Date: 18/01/2019 – 14:00
Candidate: Luciano Borges Censoni
Advisor: Prof. Leandro Martínez
Institute of Chemistry – Mini-Auditório
Protein chains exhibit a natural scale of discretization at the level of individual amino acid residues; no evolutionary mechanism, be it insertion, deletion, or local mutation, is able to affect the identity of a single individual atom in the chain, and the full diversity of protein structures and functions stems from combinations of the same standard amino acids in various chain lengths and orders. Here, we model protein structures as networks of interacting residues, and show that features of the topology of the resulting networks can be used to predict physicochemical properties such as the rate of folding and the ability to dissipate vibrational energy.
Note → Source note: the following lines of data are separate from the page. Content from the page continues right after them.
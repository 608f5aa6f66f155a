//! Command/option registry: identity and lookup, no parsing logic.

use std::fmt;

use futures_util::future::BoxFuture;

use crate::error::Error;
use crate::map::ArgvMap;

/// Boxed handler invoked with the entry's attached value and the full
/// parsed map.
pub(crate) type Action = Box<dyn Fn(Option<String>, ArgvMap) -> BoxFuture<'static, ()> + Send + Sync>;

pub(crate) enum Handler {
    /// Built-in: render the help listing.
    Help,
    Action(Action),
}

/// Registration names: a single spelling or an ordered list of aliases.
pub trait Aliases {
    fn into_aliases(self) -> Vec<String>;
}

impl Aliases for &str {
    fn into_aliases(self) -> Vec<String> {
        vec![self.to_string()]
    }
}

impl Aliases for String {
    fn into_aliases(self) -> Vec<String> {
        vec![self]
    }
}

impl Aliases for &[&str] {
    fn into_aliases(self) -> Vec<String> {
        self.iter().map(|s| s.to_string()).collect()
    }
}

impl<const N: usize> Aliases for [&str; N] {
    fn into_aliases(self) -> Vec<String> {
        self.iter().map(|s| s.to_string()).collect()
    }
}

impl Aliases for Vec<String> {
    fn into_aliases(self) -> Vec<String> {
        self
    }
}

/// Discriminates the two entry flavors. Options carry their precomputed
/// short and long spellings (first and second alias after sorting).
#[derive(Debug, Clone, PartialEq, Eq)]
pub enum EntryKind {
    Command,
    Option {
        short: String,
        long: Option<String>,
    },
}

/// A registered command or option. Immutable once constructed.
pub struct Entry {
    aliases: Vec<String>,
    kind: EntryKind,
    handler: Handler,
    description: String,
}

impl fmt::Debug for Entry {
    fn fmt(&self, f: &mut fmt::Formatter<'_>) -> fmt::Result {
        f.debug_struct("Entry")
            .field("aliases", &self.aliases)
            .field("kind", &self.kind)
            .field("description", &self.description)
            .finish_non_exhaustive()
    }
}

/// Alias length in the user-facing sense (characters, not bytes).
fn alias_len(alias: &str) -> usize {
    alias.chars().count()
}

/// Option-syntax normalization: bare multi-character names get `--`, bare
/// single-character names get `-`, already-prefixed names pass through.
fn normalize_option_alias(raw: &str) -> String {
    if raw.starts_with('-') {
        raw.to_string()
    } else if alias_len(raw) > 1 {
        format!("--{raw}")
    } else {
        format!("-{raw}")
    }
}

impl Entry {
    /// Command entry; aliases sorted longest-first (stable).
    pub(crate) fn command(mut aliases: Vec<String>, description: String, handler: Handler) -> Self {
        aliases.sort_by(|a, b| alias_len(b).cmp(&alias_len(a)));
        Self {
            aliases,
            kind: EntryKind::Command,
            handler,
            description,
        }
    }

    /// Option entry; aliases normalized to option syntax, then sorted
    /// shortest-first (stable) so index 0 is the canonical short form.
    pub(crate) fn option(aliases: Vec<String>, description: String, handler: Handler) -> Self {
        let mut aliases: Vec<String> = aliases.iter().map(|a| normalize_option_alias(a)).collect();
        aliases.sort_by(|a, b| alias_len(a).cmp(&alias_len(b)));
        let short = aliases.first().cloned().unwrap_or_default();
        let long = aliases.get(1).cloned();
        Self {
            aliases,
            kind: EntryKind::Option { short, long },
            handler,
            description,
        }
    }

    pub fn aliases(&self) -> &[String] {
        &self.aliases
    }

    pub fn kind(&self) -> &EntryKind {
        &self.kind
    }

    pub fn description(&self) -> &str {
        &self.description
    }

    /// Exact membership over all aliases.
    pub fn matches(&self, name: &str) -> bool {
        self.aliases.iter().any(|a| a == name)
    }

    /// Canonical map key: an option's short form, a command's first
    /// (longest) alias.
    pub fn canonical(&self) -> &str {
        match &self.kind {
            EntryKind::Option { short, .. } => short,
            EntryKind::Command => self.aliases.first().map(String::as_str).unwrap_or_default(),
        }
    }

    pub(crate) fn handler(&self) -> &Handler {
        &self.handler
    }
}

/// Ordered entry lists, populated at configuration time and immutable
/// during parsing and dispatch. A `-h/--help` option is always present.
pub struct Registry {
    commands: Vec<Entry>,
    options: Vec<Entry>,
}

impl Registry {
    pub(crate) fn new() -> Self {
        let help = Entry::option(
            vec!["-h".to_string(), "--help".to_string()],
            "Print list of commands/options".to_string(),
            Handler::Help,
        );
        Self {
            commands: Vec::new(),
            options: vec![help],
        }
    }

    pub(crate) fn add_command(&mut self, entry: Entry) {
        for alias in entry.aliases() {
            if self.commands.iter().any(|e| e.matches(alias)) {
                tracing::warn!("duplicate command alias `{alias}`; first registration wins");
            }
        }
        self.commands.push(entry);
    }

    pub(crate) fn add_option(&mut self, entry: Entry) {
        for alias in entry.aliases() {
            if self.options.iter().any(|e| e.matches(alias)) {
                tracing::warn!("duplicate option alias `{alias}`; first registration wins");
            }
        }
        self.options.push(entry);
    }

    pub fn commands(&self) -> &[Entry] {
        &self.commands
    }

    pub fn options(&self) -> &[Entry] {
        &self.options
    }

    pub fn is_command(&self, token: &str) -> bool {
        self.commands.iter().any(|e| e.matches(token))
    }

    /// Exact membership over option aliases, ignoring a trailing `=value`
    /// suffix on the token.
    pub fn is_option(&self, token: &str) -> bool {
        let name = token.split_once('=').map_or(token, |(head, _)| head);
        self.options.iter().any(|e| e.matches(name))
    }

    pub fn lookup_command(&self, token: &str) -> Result<&Entry, Error> {
        self.commands
            .iter()
            .find(|e| e.matches(token))
            .ok_or_else(|| Error::CommandNotFound(token.to_string()))
    }

    pub fn lookup_option(&self, token: &str) -> Result<&Entry, Error> {
        self.options
            .iter()
            .find(|e| e.matches(token))
            .ok_or_else(|| Error::OptionNotFound(token.to_string()))
    }
}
In the first investigation, we employ modified molecular dynamics simulations to measure the intensity of the thermal coupling between each residue and the rest of the structure, and then show that node importance measures derived from network theory, particularly closeness centrality and eigenvector centrality, are well correlated to the observed coupling strengths. We construct an analytically solvable model of heat diffusion on a network, and show that the best estimates of the intensities of residue-protein thermal couplings can be derived from the Laplacian matrix that describes the interaction network. In the second investigation, we fit protein chains to a model based on self-avoiding random walks, and use it to de rive a probability distribution for the distance between amino acid residues as a function of their separation along the sequence. Using this distribution, we define an expression for the probabilistic information content associated to the relative position of each pair of residues in a protein structure. We then show that the average information content of all residue pairs in a structure is well correlated to the logarithm of its folding rate. Subsequently, we exploit the same measure of information content to identify redundant contacts, and show that we are able to predict a structure’s folding rate to good accuracy while taking into account less than 5% of its contacts. Finally, we implement a routine to calculate protein structural ensembles subject to geometric restraints derived from Nuclear Magnetic Resonance experiments, and show that the application of an optimization method based on the Low Order-Value Optimization strategy can help distinguish the restraints that correspond to the correct assignment of experimental resonances among decoys.